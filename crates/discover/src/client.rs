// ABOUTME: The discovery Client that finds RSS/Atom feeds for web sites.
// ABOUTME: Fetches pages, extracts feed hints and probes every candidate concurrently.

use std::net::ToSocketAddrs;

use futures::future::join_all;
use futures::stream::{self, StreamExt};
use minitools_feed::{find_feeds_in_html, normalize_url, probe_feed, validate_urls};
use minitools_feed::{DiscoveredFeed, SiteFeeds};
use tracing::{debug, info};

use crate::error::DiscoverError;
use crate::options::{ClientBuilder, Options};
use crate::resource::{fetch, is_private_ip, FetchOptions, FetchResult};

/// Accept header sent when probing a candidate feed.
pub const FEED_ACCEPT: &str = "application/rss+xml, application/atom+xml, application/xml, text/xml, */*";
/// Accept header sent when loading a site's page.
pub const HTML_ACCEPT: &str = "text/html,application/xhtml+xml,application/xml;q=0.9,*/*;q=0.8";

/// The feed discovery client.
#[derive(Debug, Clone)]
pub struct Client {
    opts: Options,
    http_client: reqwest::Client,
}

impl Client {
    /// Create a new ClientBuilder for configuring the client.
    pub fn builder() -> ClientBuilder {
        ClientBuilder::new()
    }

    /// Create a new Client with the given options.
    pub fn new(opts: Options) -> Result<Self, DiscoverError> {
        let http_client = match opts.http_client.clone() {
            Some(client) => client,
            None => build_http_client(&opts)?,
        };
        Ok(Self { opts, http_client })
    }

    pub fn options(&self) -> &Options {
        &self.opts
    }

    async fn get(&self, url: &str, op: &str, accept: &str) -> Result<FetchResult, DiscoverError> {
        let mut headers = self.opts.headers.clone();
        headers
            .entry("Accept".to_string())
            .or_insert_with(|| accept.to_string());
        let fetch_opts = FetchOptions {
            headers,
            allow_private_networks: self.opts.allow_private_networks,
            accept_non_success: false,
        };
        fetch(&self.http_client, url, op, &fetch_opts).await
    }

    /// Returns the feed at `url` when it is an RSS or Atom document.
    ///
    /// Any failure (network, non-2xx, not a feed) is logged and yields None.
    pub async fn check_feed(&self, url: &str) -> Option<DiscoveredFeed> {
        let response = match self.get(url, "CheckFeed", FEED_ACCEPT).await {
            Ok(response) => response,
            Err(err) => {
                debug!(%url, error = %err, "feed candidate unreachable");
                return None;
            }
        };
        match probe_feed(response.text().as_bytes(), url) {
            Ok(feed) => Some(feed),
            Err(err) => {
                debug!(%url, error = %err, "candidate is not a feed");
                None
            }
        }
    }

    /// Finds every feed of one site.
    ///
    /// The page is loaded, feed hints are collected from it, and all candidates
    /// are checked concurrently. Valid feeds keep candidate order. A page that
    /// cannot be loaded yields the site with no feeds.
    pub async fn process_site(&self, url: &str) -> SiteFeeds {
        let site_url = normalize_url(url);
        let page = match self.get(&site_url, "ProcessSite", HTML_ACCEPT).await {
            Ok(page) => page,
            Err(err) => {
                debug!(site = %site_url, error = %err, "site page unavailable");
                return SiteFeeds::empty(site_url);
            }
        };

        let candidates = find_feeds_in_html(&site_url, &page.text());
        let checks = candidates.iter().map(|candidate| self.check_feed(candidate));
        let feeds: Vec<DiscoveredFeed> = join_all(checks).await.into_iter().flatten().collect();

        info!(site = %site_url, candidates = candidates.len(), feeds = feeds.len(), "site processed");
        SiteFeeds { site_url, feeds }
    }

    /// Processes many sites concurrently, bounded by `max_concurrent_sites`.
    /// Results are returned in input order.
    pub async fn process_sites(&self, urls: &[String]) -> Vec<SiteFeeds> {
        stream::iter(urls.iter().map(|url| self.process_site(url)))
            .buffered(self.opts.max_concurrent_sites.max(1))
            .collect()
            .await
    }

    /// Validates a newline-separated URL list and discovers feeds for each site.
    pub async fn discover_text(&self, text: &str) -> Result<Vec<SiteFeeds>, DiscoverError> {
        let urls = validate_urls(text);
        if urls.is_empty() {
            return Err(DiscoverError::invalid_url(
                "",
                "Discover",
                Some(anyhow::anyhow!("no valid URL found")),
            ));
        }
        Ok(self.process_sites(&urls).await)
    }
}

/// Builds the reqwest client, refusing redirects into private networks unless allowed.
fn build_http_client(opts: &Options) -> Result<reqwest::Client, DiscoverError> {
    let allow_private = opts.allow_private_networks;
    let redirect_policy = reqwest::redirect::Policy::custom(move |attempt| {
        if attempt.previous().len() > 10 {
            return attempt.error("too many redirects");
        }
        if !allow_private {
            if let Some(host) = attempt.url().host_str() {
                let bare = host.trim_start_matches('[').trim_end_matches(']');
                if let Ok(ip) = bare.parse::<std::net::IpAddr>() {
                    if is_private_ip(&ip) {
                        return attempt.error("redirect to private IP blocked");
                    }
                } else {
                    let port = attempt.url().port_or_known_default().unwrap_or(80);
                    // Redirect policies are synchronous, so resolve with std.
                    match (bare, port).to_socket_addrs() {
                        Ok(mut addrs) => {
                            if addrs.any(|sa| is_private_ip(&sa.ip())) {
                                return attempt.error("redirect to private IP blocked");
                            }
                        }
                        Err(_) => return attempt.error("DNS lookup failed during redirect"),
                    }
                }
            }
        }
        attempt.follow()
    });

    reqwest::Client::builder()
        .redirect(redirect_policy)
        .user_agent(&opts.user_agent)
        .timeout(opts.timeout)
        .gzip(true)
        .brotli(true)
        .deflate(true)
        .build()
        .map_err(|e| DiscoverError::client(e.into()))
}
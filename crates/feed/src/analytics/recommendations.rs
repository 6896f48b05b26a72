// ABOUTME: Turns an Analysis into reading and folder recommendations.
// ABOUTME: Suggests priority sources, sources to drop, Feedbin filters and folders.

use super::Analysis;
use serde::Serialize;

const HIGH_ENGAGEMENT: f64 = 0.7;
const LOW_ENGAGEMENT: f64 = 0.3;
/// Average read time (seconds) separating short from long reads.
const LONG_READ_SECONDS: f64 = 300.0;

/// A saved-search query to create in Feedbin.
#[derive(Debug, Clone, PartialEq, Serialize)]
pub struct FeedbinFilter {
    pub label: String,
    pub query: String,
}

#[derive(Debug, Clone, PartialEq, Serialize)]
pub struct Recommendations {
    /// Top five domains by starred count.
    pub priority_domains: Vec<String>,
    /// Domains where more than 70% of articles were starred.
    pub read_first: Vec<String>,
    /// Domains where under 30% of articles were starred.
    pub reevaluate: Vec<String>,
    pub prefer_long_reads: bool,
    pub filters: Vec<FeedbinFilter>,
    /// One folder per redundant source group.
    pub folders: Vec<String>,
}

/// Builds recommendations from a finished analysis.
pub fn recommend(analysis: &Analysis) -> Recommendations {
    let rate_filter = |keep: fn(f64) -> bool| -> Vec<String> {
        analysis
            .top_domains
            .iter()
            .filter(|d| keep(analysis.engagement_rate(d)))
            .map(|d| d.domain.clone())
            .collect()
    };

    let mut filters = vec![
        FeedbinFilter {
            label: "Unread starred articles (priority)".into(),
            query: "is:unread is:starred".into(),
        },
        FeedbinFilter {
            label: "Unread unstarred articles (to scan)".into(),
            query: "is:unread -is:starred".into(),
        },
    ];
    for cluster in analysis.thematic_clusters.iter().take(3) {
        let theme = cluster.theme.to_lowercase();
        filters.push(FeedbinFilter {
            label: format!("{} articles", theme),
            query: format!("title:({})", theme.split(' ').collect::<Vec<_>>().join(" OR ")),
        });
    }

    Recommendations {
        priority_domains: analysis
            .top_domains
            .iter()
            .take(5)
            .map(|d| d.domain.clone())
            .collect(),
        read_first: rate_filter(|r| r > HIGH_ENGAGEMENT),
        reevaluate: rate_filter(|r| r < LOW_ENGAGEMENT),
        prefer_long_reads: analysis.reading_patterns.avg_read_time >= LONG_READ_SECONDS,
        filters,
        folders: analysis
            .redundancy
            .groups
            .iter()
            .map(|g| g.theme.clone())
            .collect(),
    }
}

+++

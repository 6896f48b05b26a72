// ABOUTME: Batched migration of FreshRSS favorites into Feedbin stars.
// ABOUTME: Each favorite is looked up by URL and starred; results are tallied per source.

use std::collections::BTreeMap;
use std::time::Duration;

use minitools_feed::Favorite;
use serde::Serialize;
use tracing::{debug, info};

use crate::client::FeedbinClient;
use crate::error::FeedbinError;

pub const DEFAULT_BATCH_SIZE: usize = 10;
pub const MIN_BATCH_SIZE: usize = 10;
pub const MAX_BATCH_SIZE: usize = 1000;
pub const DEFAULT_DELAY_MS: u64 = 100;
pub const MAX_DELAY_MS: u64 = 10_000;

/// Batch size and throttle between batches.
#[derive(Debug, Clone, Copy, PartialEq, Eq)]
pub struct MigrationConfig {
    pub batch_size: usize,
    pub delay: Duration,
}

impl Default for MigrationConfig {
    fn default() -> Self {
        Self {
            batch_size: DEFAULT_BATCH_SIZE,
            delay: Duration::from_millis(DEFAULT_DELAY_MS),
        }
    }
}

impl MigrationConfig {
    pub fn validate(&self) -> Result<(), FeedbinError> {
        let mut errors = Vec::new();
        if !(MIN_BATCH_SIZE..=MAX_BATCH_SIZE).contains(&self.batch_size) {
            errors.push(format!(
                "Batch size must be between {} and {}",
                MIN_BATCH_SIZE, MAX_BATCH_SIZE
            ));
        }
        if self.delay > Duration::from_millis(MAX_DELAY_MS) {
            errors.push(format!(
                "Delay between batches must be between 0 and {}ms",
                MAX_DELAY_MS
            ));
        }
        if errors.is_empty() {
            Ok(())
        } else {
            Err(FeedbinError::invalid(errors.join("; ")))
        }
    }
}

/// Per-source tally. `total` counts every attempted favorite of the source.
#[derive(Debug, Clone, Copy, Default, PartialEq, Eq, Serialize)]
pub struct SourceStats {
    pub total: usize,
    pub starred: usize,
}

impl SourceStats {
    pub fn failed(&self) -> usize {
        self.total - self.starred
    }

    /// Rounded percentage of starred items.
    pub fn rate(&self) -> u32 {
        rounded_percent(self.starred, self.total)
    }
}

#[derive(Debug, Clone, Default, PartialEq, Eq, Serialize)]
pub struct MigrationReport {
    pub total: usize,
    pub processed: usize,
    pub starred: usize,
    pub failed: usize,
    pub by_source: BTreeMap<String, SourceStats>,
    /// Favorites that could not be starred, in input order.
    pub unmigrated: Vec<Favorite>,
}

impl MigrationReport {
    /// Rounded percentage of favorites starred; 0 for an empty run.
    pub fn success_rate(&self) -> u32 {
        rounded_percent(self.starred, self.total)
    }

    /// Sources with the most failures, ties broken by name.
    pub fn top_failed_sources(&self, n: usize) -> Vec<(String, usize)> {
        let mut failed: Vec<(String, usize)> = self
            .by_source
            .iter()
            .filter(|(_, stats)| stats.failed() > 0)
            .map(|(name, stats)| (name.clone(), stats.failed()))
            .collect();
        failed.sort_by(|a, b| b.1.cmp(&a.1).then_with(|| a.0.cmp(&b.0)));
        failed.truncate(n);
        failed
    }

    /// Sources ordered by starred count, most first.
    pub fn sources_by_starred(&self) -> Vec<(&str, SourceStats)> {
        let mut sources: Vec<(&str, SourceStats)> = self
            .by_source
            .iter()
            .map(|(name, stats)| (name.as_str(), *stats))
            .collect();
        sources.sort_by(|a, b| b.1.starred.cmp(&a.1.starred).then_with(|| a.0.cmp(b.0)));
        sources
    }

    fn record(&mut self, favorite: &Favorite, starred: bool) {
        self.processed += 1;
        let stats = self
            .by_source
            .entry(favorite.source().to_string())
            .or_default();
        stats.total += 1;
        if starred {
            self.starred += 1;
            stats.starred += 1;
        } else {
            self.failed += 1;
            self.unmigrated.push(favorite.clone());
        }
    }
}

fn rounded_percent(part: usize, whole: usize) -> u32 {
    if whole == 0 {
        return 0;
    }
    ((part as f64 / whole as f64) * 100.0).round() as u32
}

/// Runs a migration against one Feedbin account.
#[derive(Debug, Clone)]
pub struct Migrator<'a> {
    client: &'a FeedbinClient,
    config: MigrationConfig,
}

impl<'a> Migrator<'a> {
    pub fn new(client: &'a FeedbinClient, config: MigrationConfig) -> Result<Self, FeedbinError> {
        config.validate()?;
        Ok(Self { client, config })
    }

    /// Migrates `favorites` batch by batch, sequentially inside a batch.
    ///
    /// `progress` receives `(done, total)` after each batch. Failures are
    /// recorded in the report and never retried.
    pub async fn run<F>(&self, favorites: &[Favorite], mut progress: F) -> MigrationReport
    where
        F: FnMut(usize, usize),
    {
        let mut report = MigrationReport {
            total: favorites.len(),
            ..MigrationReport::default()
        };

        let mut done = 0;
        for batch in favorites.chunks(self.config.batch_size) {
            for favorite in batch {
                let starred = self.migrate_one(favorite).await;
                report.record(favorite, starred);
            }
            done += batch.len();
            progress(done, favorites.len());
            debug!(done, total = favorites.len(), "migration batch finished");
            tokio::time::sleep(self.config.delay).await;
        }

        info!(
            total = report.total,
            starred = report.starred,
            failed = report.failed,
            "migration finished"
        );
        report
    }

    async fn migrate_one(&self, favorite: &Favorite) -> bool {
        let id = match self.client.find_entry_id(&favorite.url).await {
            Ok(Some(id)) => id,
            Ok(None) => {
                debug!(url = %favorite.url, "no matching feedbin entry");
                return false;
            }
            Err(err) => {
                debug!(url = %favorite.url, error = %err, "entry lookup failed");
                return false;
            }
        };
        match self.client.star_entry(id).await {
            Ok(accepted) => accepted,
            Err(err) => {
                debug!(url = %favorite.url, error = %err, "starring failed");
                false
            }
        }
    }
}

+++

YOUR TASK → Say how many lines of the data include the word "bool". Respond with the number alone.

FINISHED EXERCISE → 4